De telle sorte qu'à l'étage au-dessus des voûtes (le
bloc opératoire comprend deux "cellules " ) se trouve
une véritable salle de cours - avec chaire, d'ailleurs, pour un
commentateur dont le rôle est de décrire, phase par phase,
l'intervention chirurgicale.
----------Plongeons
du regard, par l'ouverture découpant l'une des parois latérales
de la vaste salle, dans le bloc orthopédique contigu. Y suivre
une réduction de fracture sera tout aussi facile. Mais, pour admirer
la perfection de son outillage, mieux vaut redescendre. Nous sera présenté,
alors, un équipement pouvant rivaliser avec celui de n'importe
quel hôpital de France ou de l'étranger, depuis la table
articulée jusqu'à l'ensemble radio-graphique permettant
au praticien, grâce à des lumières jaunes et à
un écran convenablement placé, de travailler comme s'il
avait sous les yeux l'os à nu.
----------De
classe internationale, aussi, peut-on dire, sont les salles d'opération.
Ces coupoles qui les abritent et dont, là-haut, bombait le dôme,
sont des voûtes Blin que nous dirons, quant à nous, formées
par des briques de verre dont chacune a sa lampe ou, plutôt, son
phare puissant.
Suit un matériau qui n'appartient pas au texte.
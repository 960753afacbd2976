//! Job handlers of the deployment domain.
//!
//! Registration order is claim order: see `ServerDeps::build`.

pub mod cleanup_app;
pub mod deploy;

pub use cleanup_app::{CleanupAppData, CleanupAppHandler, CLEANUP_APP_JOB};
pub use deploy::{DeployData, DeployHandler, DEPLOY_JOB};
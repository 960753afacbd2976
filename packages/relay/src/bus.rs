//! Ordered, fallible fan-out of committed events.
//!
//! # Guarantees
//!
//! - **Emission order**: events are handed to subscribers in the order given
//! - **Subscription order**: subscribers see each event in the order they subscribed
//! - **Failures surface**: the first failing subscriber stops the dispatch and
//!   its error is returned, so the writer can report committed-but-undispatched
//!   events
//!
//! Unlike a broadcast channel, nothing is fire-and-forget here: the caller awaits
//! every subscriber before the next event goes out.

use std::sync::Arc;

use async_trait::async_trait;
use tokio::sync::RwLock;
use tracing::debug;

use crate::core::Event;
use crate::error::DispatchError;

/// Receives events after the transaction that persisted them committed.
#[async_trait]
pub trait Dispatcher: Send + Sync {
    async fn dispatch(&self, event: &dyn Event) -> Result<(), DispatchError>;
}

/// Ordered list of subscribers, itself a [`Dispatcher`].
///
/// Subscribers may be added after the bus was handed out, which lets stores
/// hold the bus while the handlers subscribing to it are still being built.
///
/// # Example
///
/// ```ignore
/// let bus = Arc::new(EventBus::new());
/// let apps = AppsStore::new(pool.clone(), bus.clone());
///
/// // Handlers need the stores; the scheduler needs the handlers.
/// let registry = build_registry(&apps);
/// bus.subscribe(Arc::new(JobScheduler::new(registry, queue))).await;
/// ```
#[derive(Default)]
pub struct EventBus {
    subscribers: RwLock<Vec<Arc<dyn Dispatcher>>>,
}

impl EventBus {
    pub fn new() -> Self {
        Self::default()
    }

    /// Append a subscriber after every existing one.
    pub async fn subscribe(&self, subscriber: Arc<dyn Dispatcher>) {
        self.subscribers.write().await.push(subscriber);
    }

    /// Returns the number of subscribers.
    pub async fn subscriber_count(&self) -> usize {
        self.subscribers.read().await.len()
    }
}

#[async_trait]
impl Dispatcher for EventBus {
    async fn dispatch(&self, event: &dyn Event) -> Result<(), DispatchError> {
        let subscribers = self.subscribers.read().await.clone();
        debug!(
            event = event.name(),
            subscribers = subscribers.len(),
            "dispatching event"
        );

        for subscriber in subscribers {
            subscriber.dispatch(event).await?;
        }

        Ok(())
    }
}

impl std::fmt::Debug for EventBus {
    fn fmt(&self, f: &mut std::fmt::Formatter<'_>) -> std::fmt::Result {
        f.debug_struct("EventBus").finish_non_exhaustive()
    }
}

/// Dispatcher that drops every event.
#[derive(Debug, Default, Clone, Copy)]
pub struct NoopDispatcher;

#[async_trait]
impl Dispatcher for NoopDispatcher {
    async fn dispatch(&self, _event: &dyn Event) -> Result<(), DispatchError> {
        Ok(())
    }
}
//! Build directories and deployment logs on the local filesystem.
//!
//! ```text
//! {data_dir}/apps/{app_id}/
//!     deployments/{number}/   build directory, recreated on every run
//!     logs/{number}.log       deployment log
//! ```

use std::io;
use std::path::{Path, PathBuf};

use anyhow::{Context, Result};
use async_trait::async_trait;
use relay::JobContext;
use tokio::fs::{self, File, OpenOptions};
use tokio::io::{AsyncWriteExt, BufWriter};
use tracing::{debug, info, Span};

use crate::common::AppId;
use crate::domains::deployment::models::Deployment;

/// Where deployments are built and where their logs go.
///
/// Both operations stop between filesystem steps once `ctx` is stopped.
#[async_trait]
pub trait ArtifactManager: Send + Sync {
    /// Create a fresh build directory for `deployment` and open its log.
    async fn prepare_build(
        &self,
        ctx: &JobContext,
        deployment: &Deployment,
    ) -> Result<(PathBuf, LogSink)>;

    /// Remove everything stored for `app_id`. Nothing to remove is not an error.
    async fn cleanup(&self, ctx: &JobContext, app_id: AppId) -> Result<()>;
}

/// Append-only deployment log.
pub struct LogSink {
    path: PathBuf,
    writer: BufWriter<File>,
}

impl LogSink {
    pub async fn create(path: impl Into<PathBuf>) -> io::Result<Self> {
        let path = path.into();
        let file = OpenOptions::new()
            .create(true)
            .append(true)
            .open(&path)
            .await?;

        Ok(Self {
            path,
            writer: BufWriter::new(file),
        })
    }

    pub fn path(&self) -> &Path {
        &self.path
    }

    pub async fn write_line(&mut self, line: &str) -> io::Result<()> {
        self.writer.write_all(line.as_bytes()).await?;
        self.writer.write_all(b"\n").await
    }

    /// Flush buffered lines to disk.
    pub async fn close(mut self) -> io::Result<()> {
        self.writer.flush().await?;
        self.writer.into_inner().sync_all().await
    }
}

impl std::fmt::Debug for LogSink {
    fn fmt(&self, f: &mut std::fmt::Formatter<'_>) -> std::fmt::Result {
        f.debug_struct("LogSink").field("path", &self.path).finish()
    }
}

pub struct LocalArtifactManager {
    data_dir: PathBuf,
    span: Span,
}

impl LocalArtifactManager {
    pub fn new(data_dir: impl Into<PathBuf>, span: Span) -> Self {
        Self {
            data_dir: data_dir.into(),
            span,
        }
    }

    fn app_dir(&self, app_id: AppId) -> PathBuf {
        self.data_dir.join("apps").join(app_id.to_string())
    }
}

#[async_trait]
impl ArtifactManager for LocalArtifactManager {
    async fn prepare_build(
        &self,
        ctx: &JobContext,
        deployment: &Deployment,
    ) -> Result<(PathBuf, LogSink)> {
        ctx.check()?;

        let id = deployment.id();
        let app_dir = self.app_dir(id.app_id());
        let build_dir = app_dir.join("deployments").join(id.number().to_string());
        let logs_dir = app_dir.join("logs");

        // Leftovers from a previous attempt of the same deployment.
        match fs::remove_dir_all(&build_dir).await {
            Err(e) if e.kind() != io::ErrorKind::NotFound => {
                return Err(e).with_context(|| {
                    format!("Failed to clear build directory {}", build_dir.display())
                });
            }
            _ => {}
        }
        ctx.check()?;

        fs::create_dir_all(&build_dir)
            .await
            .with_context(|| format!("Failed to create build directory {}", build_dir.display()))?;
        fs::create_dir_all(&logs_dir)
            .await
            .with_context(|| format!("Failed to create logs directory {}", logs_dir.display()))?;

        let log_path = logs_dir.join(format!("{}.log", id.number()));
        let logs = LogSink::create(&log_path)
            .await
            .with_context(|| format!("Failed to open deployment log {}", log_path.display()))?;

        debug!(
            parent: &self.span,
            app_id = %id.app_id(),
            deployment_number = %id.number(),
            build_dir = %build_dir.display(),
            "build directory prepared"
        );

        Ok((build_dir, logs))
    }

    async fn cleanup(&self, ctx: &JobContext, app_id: AppId) -> Result<()> {
        ctx.check()?;

        let app_dir = self.app_dir(app_id);

        match fs::remove_dir_all(&app_dir).await {
            Ok(()) => {
                info!(parent: &self.span, app_id = %app_id, "app artifacts removed");
                Ok(())
            }
            Err(e) if e.kind() == io::ErrorKind::NotFound => Ok(()),
            Err(e) => Err(e).with_context(|| {
                format!("Failed to remove app directory {}", app_dir.display())
            }),
        }
    }
}
pub mod apps_store;
pub mod deployments_store;

pub use apps_store::AppsStore;
pub use deployments_store::DeploymentsStore;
L'éclairage, à la commande, se fait par
zones afin que la lumière tombe comme il faut à l'en-droit
voulu. De même qu'en orthopédie, un écran radiographique
enregistre le travail du chirurgien au fur et à mesure qu'il se
déroule.
----------Placée
entre les salles d'opération et d'orthopédie, la cabine
d'un poste radio-chirurgical complète l'ensemble du bloc opératoire
dont nous aurons dit l'essentiel en ajoutant que le matériel stérilisé
y parvient directement par monte-charge.
----------Au
sous-sol se trouve ce que nous appellerons l'usine de Bichat. Entendez
par là ses énormes chaudières à mazout, une
puissante installation pour conditionnement d'air (c'est elle qui, à
volonté, souffle le froid et le chaud au deuxième étage)
un appareil à faire le vide et un autre à air comprimé
dont les tuyauteries aboutissent aux salles d'opération. Certaines
interventions chirurgicales, en effet, requièrent le concours de
l'aspirateur, d'autres, celui du trépan ou de la scie à
air comprimé.
----------A
l'opposé de cette zone usinière, c'est-à-dire en
surélévation, tout en haut, est le service de rééducation,
soit une salle vitrée prolongée par une terrasse, l'une
et l'autre munies des appareils de culture physique adéquats.
----------Pour
concourir à la même fin - celle de la remise des muscles
en bon état de fonctionnement - une piscine vient d'être
construite au rez-de-chaussée dont la mise en service n'est plus
qu'une question de jours.
----------Equipés
pour toutes sortes d'analyses, les laboratoires possèdent même
un photomètre à flamme, assez rare spécimen du genre
et précieux, en particulier, pour le dosage du potassium et du
sodium. Dans son local particulier, un encéphalographe suspend
son casque à bigoudis.
----------Nous
venons d'indiquer que les chambres allaient être plus que doublées.
C'est, qu'en effet, à Bichat, en mal de croissance, un nouveau
pavillon s'ajoute à l'ancien. Dans celui-ci, dont les aménagements
sont activement poursuivis, un stérilisateur à la vapeur
sous forte pression est déjà en place. De fabrication allemande
très nouvelle, sa caractéristique est de stériliser
en quelques minutes. Flambant neuf, aussi, est l'amphithéâtre
aux fauteuils verts avec son épidiascope, son cinéma parlant.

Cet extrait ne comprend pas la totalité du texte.